▶ **Exercise prompt**:
Below are records; quote them exactly from the first line through the line that contains "from the layout service".
=== Material for this exercise ===
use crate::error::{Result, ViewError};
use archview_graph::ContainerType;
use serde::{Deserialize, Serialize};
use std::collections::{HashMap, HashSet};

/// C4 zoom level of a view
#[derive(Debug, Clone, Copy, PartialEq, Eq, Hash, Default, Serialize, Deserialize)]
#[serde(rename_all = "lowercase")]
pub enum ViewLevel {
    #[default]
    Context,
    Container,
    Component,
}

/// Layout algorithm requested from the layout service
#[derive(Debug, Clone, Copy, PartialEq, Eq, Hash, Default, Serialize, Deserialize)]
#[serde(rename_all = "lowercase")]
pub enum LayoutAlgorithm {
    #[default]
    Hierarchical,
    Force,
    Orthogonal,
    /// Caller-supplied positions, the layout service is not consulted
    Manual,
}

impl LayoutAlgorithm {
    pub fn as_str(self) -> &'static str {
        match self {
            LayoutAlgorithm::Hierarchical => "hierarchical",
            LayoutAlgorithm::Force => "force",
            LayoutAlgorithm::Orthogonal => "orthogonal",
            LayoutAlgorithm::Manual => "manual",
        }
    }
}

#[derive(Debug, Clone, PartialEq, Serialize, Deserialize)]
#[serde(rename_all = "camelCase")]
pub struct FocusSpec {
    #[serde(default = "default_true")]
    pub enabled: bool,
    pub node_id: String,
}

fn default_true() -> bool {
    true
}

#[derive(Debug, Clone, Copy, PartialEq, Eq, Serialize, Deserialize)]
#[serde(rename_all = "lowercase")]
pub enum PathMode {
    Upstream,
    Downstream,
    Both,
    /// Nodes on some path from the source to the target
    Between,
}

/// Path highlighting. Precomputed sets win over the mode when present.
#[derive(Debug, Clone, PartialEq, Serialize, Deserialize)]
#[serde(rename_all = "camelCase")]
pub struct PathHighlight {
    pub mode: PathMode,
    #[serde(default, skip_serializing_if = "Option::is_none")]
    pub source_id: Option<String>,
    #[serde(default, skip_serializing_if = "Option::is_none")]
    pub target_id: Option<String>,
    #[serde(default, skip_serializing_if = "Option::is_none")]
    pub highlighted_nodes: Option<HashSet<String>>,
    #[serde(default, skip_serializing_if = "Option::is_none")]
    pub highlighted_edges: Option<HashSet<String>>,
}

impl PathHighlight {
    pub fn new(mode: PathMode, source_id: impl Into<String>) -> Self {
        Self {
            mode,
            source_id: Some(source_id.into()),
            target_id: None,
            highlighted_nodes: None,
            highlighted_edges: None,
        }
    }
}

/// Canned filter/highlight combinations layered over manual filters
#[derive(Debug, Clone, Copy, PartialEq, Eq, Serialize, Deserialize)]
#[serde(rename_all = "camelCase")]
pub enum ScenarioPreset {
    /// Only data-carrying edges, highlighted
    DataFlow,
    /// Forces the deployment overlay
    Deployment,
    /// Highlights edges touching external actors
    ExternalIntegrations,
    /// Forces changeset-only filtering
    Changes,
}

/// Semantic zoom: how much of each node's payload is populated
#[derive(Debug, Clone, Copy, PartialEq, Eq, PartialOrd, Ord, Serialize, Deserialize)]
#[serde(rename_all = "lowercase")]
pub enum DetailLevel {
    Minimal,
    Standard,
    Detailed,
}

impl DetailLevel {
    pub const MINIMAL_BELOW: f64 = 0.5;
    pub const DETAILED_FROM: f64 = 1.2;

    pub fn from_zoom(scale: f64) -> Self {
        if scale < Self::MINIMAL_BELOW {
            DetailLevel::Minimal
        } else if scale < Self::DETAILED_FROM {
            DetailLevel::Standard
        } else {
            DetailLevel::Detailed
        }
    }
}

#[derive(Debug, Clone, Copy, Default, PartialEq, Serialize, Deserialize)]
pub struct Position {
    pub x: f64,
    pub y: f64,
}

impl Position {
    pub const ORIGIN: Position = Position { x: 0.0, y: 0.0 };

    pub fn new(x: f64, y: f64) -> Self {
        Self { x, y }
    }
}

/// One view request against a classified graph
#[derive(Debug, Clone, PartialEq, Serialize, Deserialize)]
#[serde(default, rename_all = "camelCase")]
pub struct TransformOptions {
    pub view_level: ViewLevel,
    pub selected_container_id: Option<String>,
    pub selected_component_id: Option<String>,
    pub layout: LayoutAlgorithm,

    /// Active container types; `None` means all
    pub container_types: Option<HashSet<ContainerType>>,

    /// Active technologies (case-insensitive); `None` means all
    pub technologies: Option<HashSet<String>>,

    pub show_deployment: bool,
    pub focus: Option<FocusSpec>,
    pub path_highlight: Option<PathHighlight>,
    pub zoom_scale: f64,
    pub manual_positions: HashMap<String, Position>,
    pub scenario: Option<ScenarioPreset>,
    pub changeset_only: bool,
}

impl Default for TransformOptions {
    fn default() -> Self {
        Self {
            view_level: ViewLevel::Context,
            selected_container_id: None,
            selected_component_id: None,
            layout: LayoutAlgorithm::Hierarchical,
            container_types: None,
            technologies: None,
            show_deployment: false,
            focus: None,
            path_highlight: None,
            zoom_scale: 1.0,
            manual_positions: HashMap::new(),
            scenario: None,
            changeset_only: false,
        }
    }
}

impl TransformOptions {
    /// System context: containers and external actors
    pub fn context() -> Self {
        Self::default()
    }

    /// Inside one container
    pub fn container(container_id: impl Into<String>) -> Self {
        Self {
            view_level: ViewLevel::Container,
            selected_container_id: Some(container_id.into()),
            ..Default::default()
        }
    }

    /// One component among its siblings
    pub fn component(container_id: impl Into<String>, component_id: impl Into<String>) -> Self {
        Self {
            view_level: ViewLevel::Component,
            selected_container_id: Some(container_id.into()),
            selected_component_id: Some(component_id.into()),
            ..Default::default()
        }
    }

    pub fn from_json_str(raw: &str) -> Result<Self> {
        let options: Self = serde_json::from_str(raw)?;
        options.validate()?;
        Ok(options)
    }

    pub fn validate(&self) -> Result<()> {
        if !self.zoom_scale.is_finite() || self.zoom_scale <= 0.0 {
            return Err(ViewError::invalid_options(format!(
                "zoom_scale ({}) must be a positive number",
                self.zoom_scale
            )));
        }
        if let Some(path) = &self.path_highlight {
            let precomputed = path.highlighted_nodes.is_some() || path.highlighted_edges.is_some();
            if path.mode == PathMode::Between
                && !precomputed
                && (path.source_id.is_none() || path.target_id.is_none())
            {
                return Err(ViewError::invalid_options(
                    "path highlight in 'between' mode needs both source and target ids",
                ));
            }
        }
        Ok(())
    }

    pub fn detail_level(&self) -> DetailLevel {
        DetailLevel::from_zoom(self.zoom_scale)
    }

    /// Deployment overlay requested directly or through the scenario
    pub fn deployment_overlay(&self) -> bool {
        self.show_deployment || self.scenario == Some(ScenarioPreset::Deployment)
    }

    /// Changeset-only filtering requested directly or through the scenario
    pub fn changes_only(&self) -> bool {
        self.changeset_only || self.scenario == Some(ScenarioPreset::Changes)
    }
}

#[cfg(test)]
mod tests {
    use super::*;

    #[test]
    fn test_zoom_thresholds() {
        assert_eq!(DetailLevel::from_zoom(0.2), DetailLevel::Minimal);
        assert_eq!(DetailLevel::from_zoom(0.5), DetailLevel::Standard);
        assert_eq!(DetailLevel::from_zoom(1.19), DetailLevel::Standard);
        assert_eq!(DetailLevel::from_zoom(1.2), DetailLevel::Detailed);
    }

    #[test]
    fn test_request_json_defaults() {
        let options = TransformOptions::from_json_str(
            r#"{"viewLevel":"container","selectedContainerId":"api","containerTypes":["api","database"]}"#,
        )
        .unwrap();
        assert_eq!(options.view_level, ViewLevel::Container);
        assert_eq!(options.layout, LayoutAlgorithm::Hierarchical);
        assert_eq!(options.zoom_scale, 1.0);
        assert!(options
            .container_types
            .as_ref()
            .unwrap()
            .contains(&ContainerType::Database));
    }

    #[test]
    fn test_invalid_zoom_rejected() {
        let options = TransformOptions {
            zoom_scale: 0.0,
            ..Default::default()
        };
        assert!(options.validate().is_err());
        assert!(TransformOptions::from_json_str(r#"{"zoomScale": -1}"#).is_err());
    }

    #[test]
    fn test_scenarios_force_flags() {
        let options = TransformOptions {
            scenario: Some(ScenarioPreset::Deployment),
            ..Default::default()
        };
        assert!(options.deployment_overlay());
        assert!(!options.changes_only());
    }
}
===
▶ **Response**:
use crate::error::{Result, ViewError};
use archview_graph::ContainerType;
use serde::{Deserialize, Serialize};
use std::collections::{HashMap, HashSet};

/// C4 zoom level of a view
#[derive(Debug, Clone, Copy, PartialEq, Eq, Hash, Default, Serialize, Deserialize)]
#[serde(rename_all = "lowercase")]
pub enum ViewLevel {
    #[default]
    Context,
    Container,
    Component,
}

/// Layout algorithm requested from the layout service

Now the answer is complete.